I’m so grateful for my ability to effortlessly share my opinions without prosecution. During my college interviews this week, I have been able to be honest about my mental health and my disability, because I know it does not serve me to bottle it up. By speaking up people know how to help me can receive help me. A few years of go I would’ve stubbornly sugar coated my life to look and feel more capable and ended up crashing. I don’t like to ask for help but I want and deserve a good life full of opportunities. I don’t know where I’ll end up but I hope it’s helping others and continuing to be creative. Creativity is magic. I love how wide my brain expands when I begin to think about what’s inside of me. I am filled with so much darkness and light at once. It can be conflicting sometimes but it’s a common human state. The only difference is, I speak about it. Sometimes I’m not ready to talk, or I can’t find the words like my eating disorder but there is no rush. I want to express myself in an all encompassing way, scary parts and all. I don’t do it because I want sympathy but because I want unity. There have been so many times I’ve brought up mental health to a seemingly average person, who will then share their story with me. We can learn so much from the stories of others. It’s the reason I love podcasts so much. It’s a lolatform of stories, fictional and non fictional. Even the news is stories. Storytelling has been around forever. Hieroglyphs are evidence of this.
The thing I am most grateful for although it can get me in trouble sometimes is my voice. Not just verbally, but I’m able to share my ideas through the ways I am able to communicate.
I’ve always been the type of person who over shares. I was always talking during class and basically whenever I was awake. One of the worst parts of being bedbound was how exhausted talking would make because I lovvvvve talking. It’s a struggle sometimes because I don’t think before I speak and it’s gotten me into trouble on occasion. I don’t mean to hurt anyone I’m just pretty bad at talking and thinking at once. I’ve been trying to learn to listen more because if I’m so interested in stories I should listen, and then tell my own. I have a habit of offering advice when someone’s just trying to vent, and I’ve come to realise it can take that journey of self awareness, emotional intelligence and acceptance away from them. I don’t want to do that because advice is great, but those are the steps that matter for you to put that into action.

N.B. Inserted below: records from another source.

use std::fmt;
use std::str::FromStr;
use std::sync::Arc;

use chrono::{DateTime, Utc};
use log::debug;
use serde::Serialize;
use uuid::Uuid;

use crate::exec::ExecutionHandle;

pub type TaskId = Uuid;

#[derive(Debug, Clone, Copy, PartialEq, Eq, Hash, Serialize)]
#[serde(rename_all = "lowercase")]
pub enum TaskStatus {
    Running,
    Completed,
    Failed,
    Killed,
}

impl TaskStatus {
    pub fn is_terminal(&self) -> bool {
        !matches!(self, TaskStatus::Running)
    }

    pub fn as_str(&self) -> &'static str {
        match self {
            TaskStatus::Running => "running",
            TaskStatus::Completed => "completed",
            TaskStatus::Failed => "failed",
            TaskStatus::Killed => "killed",
        }
    }
}

impl fmt::Display for TaskStatus {
    fn fmt(&self, f: &mut fmt::Formatter<'_>) -> fmt::Result {
        f.pad(self.as_str())
    }
}

impl FromStr for TaskStatus {
    type Err = String;

    fn from_str(s: &str) -> Result<Self, Self::Err> {
        match s.to_ascii_lowercase().as_str() {
            "running" => Ok(TaskStatus::Running),
            "completed" => Ok(TaskStatus::Completed),
            "failed" => Ok(TaskStatus::Failed),
            "killed" => Ok(TaskStatus::Killed),
            other => Err(format!("unknown task status '{}'", other)),
        }
    }
}

/// One tracked background command.
///
/// Records handed out by the manager are snapshots; mutating a clone has no
/// effect on the registry.
#[derive(Clone)]
pub struct Task {
    pub id: TaskId,
    pub command: String,
    pub cwd: String,
    pub pid: Option<u32>,
    pub start_time: DateTime<Utc>,
    pub status: TaskStatus,
    pub output_buffer: Vec<String>,
    pub last_read_position: usize,
    pub exit_code: Option<i32>,
    pub signal: Option<i32>,
    pub error: Option<String>,
    // Set by `kill_task` before signalling so the result that follows is
    // recorded as a kill rather than a natural exit.
    pub(crate) kill_requested: bool,
    pub handle: Arc<dyn ExecutionHandle>,
}

impl Task {
    pub fn new(command: String, cwd: String, handle: Arc<dyn ExecutionHandle>) -> Self {
        Self {
            id: Uuid::new_v4(),
            command,
            cwd,
            pid: handle.pid(),
            start_time: Utc::now(),
            status: TaskStatus::Running,
            output_buffer: vec![],
            last_read_position: 0,
            exit_code: None,
            signal: None,
            error: None,
            kill_requested: false,
            handle,
        }
    }

    /// Moves a running task to `status`. Returns false and leaves the record
    /// untouched if the task already reached a terminal status.
    pub fn finish(&mut self, status: TaskStatus) -> bool {
        if self.status.is_terminal() {
            debug!(
                "Ignoring transition of task {} from {} to {}",
                self.id, self.status, status
            );
            return false;
        }
        self.status = status;
        true
    }

    /// Appends one line, evicting the oldest lines so the buffer never holds
    /// more than `max_lines`. Returns the number of evicted lines.
    pub fn push_line(&mut self, line: String, max_lines: usize) -> usize {
        self.output_buffer.push(line);
        let overflow = self.output_buffer.len().saturating_sub(max_lines);
        if overflow > 0 {
            self.output_buffer.drain(..overflow);
            self.last_read_position = self.last_read_position.saturating_sub(overflow);
            debug!("Task {} evicted {} buffered line(s)", self.id, overflow);
        }
        self.last_read_position = self.last_read_position.min(self.output_buffer.len());
        overflow
    }

    pub fn output_from(&self, position: usize) -> Vec<String> {
        self.output_buffer
            .get(position..)
            .map(<[String]>::to_vec)
            .unwrap_or_default()
    }

    pub fn age(&self, now: DateTime<Utc>) -> std::time::Duration {
        (now - self.start_time).to_std().unwrap_or_default()
    }

    pub fn summary(&self) -> TaskSummary {
        TaskSummary {
            id: self.id,
            command: self.command.clone(),
            cwd: self.cwd.clone(),
            pid: self.pid,
            start_time: self.start_time,
            status: self.status,
            exit_code: self.exit_code,
            signal: self.signal,
            error: self.error.clone(),
            output_lines: self.output_buffer.len(),
        }
    }
}

impl fmt::Debug for Task {
    fn fmt(&self, f: &mut fmt::Formatter<'_>) -> fmt::Result {
        f.debug_struct("Task")
            .field("id", &self.id)
            .field("command", &self.command)
            .field("cwd", &self.cwd)
            .field("pid", &self.pid)
            .field("start_time", &self.start_time)
            .field("status", &self.status)
            .field("output_lines", &self.output_buffer.len())
            .field("last_read_position", &self.last_read_position)
            .field("exit_code", &self.exit_code)
            .field("signal", &self.signal)
            .field("error", &self.error)
            .finish()
    }
}

/// Handle-free view of a task, suitable for structured responses.
#[derive(Debug, Clone, Serialize)]
pub struct TaskSummary {
    pub id: TaskId,
    pub command: String,
    pub cwd: String,
    pub pid: Option<u32>,
    pub start_time: DateTime<Utc>,
    pub status: TaskStatus,
    pub exit_code: Option<i32>,
    pub signal: Option<i32>,
    pub error: Option<String>,
    pub output_lines: usize,
}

When I was 12 and started therapy I did not talk. I wasn’t ready. People would try and advise me and analyse me but I only ever made progress when it was my time. Sometimes all you need is someone to listen, someone to validate your feelings and to be there. There are times I ask for advice. I have certain friends I go to specifically because I know advice giving is their form of showing me they care and they hold so much wisdom as individuals. But I also have friends I go to for tough love. And others who I know will just listen. Part of my journey is knowing what does and doesn’t serve me. It’s knowing what I need.
The only way I’ve figured that out was through almost 8 years of therapy. I have spent an hour a week focused on me. Analysing me. It. Can be intimidating and I shock myself with the things I express sometimes. But we grow through what we go through, and that includes therapy. I show up every session because I know it will challenge my perception and move me forward on my journey to heal and grow beyond my scars.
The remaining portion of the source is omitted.